## [EXTRACTED DATA]
# # # #

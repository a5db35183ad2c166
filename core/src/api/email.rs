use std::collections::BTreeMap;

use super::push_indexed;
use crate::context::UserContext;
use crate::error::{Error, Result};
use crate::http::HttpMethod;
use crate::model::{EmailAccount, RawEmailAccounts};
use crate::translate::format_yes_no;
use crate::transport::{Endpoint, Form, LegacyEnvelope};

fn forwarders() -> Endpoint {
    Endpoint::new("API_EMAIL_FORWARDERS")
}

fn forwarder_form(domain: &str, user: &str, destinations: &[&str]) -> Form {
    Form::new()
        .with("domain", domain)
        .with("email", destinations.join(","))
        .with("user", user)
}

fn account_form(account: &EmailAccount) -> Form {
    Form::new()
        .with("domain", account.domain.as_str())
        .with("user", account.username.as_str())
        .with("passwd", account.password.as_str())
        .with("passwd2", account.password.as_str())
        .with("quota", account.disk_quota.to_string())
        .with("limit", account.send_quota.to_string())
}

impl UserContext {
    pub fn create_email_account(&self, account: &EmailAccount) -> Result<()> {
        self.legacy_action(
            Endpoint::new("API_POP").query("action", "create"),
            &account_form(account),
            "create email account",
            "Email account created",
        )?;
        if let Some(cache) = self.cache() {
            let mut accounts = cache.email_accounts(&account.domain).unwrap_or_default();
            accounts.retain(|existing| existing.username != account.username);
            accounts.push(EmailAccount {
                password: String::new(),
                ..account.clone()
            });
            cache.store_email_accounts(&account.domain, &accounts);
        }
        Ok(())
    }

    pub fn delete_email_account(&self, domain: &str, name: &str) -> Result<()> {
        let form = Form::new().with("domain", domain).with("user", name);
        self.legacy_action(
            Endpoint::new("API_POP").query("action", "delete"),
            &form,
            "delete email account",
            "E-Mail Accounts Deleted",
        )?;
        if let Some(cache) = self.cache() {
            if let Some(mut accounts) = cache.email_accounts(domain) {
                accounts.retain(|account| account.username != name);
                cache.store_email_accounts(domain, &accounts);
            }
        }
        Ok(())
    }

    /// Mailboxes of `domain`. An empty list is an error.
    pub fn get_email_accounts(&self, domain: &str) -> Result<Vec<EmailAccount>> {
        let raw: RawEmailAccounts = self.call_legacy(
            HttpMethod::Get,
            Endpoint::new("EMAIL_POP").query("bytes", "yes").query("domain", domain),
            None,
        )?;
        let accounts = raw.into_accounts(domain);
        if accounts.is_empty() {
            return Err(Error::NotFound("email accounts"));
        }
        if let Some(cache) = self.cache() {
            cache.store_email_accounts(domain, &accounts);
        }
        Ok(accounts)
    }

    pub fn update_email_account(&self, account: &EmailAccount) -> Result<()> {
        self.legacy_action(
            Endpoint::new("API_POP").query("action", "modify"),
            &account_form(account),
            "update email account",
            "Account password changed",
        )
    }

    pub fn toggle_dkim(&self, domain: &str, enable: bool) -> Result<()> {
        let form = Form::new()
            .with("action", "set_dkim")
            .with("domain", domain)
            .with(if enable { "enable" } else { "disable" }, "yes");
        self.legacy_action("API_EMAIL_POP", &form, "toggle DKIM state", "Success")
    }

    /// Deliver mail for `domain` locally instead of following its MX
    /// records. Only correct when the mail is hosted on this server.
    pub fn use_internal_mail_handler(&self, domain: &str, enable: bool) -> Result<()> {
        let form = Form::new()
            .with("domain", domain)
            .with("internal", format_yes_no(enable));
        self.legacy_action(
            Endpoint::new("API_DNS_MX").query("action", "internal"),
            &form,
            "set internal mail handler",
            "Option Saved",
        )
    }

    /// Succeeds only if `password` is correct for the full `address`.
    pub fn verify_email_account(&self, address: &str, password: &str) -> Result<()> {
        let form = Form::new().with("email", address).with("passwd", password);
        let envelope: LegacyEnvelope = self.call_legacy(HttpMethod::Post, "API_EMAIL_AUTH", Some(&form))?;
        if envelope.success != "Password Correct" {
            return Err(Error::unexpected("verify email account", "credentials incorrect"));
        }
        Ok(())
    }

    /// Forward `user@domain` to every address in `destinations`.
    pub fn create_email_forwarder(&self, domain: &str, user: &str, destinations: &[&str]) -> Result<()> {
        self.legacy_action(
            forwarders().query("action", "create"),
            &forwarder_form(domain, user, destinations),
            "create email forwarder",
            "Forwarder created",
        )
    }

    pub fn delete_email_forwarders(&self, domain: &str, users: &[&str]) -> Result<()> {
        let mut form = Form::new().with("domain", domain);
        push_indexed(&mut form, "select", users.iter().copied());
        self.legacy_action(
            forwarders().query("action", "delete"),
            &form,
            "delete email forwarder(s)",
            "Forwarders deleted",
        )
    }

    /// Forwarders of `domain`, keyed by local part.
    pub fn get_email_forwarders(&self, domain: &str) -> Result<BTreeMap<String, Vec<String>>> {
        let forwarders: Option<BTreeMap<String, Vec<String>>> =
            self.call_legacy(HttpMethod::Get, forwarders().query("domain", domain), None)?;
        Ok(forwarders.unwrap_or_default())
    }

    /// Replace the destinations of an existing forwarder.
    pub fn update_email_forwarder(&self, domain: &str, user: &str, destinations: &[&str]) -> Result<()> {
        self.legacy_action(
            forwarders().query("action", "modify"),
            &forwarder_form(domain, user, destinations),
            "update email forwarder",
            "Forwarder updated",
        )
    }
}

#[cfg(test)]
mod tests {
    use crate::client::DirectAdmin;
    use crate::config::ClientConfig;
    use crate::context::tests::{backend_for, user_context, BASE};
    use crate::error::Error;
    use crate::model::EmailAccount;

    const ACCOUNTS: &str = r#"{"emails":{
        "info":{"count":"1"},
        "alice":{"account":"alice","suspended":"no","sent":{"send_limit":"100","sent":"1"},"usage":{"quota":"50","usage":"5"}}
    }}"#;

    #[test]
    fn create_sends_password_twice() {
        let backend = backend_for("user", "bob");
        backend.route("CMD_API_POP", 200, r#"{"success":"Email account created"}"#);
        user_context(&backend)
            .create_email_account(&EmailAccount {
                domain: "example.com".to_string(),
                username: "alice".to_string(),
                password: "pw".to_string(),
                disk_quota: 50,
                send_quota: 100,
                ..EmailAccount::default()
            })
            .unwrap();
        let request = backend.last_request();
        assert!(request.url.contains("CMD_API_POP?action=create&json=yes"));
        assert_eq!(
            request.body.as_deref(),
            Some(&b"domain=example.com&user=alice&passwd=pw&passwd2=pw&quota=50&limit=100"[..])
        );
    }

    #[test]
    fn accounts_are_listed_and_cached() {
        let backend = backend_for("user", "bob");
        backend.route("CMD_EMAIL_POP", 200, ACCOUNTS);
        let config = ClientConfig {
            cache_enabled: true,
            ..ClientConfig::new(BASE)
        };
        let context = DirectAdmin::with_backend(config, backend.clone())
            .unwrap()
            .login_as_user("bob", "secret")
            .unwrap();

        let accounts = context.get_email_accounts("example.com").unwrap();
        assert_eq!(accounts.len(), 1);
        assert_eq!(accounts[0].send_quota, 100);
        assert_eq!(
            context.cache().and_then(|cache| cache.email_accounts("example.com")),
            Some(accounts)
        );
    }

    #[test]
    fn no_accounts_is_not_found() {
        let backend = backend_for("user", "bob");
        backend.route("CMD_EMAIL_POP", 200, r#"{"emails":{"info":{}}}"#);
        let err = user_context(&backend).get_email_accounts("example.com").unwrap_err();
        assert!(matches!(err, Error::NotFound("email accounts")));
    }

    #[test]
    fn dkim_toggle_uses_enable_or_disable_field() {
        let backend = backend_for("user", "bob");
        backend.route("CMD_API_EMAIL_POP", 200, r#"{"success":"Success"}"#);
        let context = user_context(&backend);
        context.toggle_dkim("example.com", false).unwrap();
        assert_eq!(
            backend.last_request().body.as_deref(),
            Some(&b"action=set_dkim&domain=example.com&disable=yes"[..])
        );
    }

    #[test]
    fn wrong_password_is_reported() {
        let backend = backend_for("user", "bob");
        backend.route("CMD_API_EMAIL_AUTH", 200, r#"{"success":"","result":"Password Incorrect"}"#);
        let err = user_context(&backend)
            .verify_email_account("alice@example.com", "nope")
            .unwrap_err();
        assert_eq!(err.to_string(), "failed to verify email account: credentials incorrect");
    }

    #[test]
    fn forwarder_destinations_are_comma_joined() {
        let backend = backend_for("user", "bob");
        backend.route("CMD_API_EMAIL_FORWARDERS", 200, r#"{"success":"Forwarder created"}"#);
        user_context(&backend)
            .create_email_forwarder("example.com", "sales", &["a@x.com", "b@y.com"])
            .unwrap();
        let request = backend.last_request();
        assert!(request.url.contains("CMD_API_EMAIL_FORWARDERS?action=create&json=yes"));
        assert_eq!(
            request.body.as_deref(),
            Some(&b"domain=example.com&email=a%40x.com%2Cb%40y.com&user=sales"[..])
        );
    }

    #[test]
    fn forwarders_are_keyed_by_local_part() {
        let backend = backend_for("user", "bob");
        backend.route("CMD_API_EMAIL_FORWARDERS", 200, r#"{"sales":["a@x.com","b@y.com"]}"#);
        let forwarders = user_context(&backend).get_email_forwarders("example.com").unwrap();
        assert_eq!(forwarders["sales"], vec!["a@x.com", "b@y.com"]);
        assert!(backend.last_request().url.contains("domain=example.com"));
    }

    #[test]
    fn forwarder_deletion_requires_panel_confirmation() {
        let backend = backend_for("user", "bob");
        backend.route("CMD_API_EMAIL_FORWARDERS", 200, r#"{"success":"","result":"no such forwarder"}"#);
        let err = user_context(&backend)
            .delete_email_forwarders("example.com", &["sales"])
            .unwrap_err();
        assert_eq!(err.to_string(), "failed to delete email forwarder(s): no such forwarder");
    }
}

# # # #

## [TRY IT]
From the records above, quote only the lines running from the line with "existing.username != account.username);" to the line with "if let Some(mut", both lines included.

## [RESPONSE TO THIS TASK]
            accounts.retain(|existing| existing.username != account.username);
            accounts.push(EmailAccount {
                password: String::new(),
                ..account.clone()
            });
            cache.store_email_accounts(&account.domain, &accounts);
        }
        Ok(())
    }

    pub fn delete_email_account(&self, domain: &str, name: &str) -> Result<()> {
        let form = Form::new().with("domain", domain).with("user", name);
        self.legacy_action(
            Endpoint::new("API_POP").query("action", "delete"),
            &form,
            "delete email account",
            "E-Mail Accounts Deleted",
        )?;
        if let Some(cache) = self.cache() {
            if let Some(mut accounts) = cache.email_accounts(domain) {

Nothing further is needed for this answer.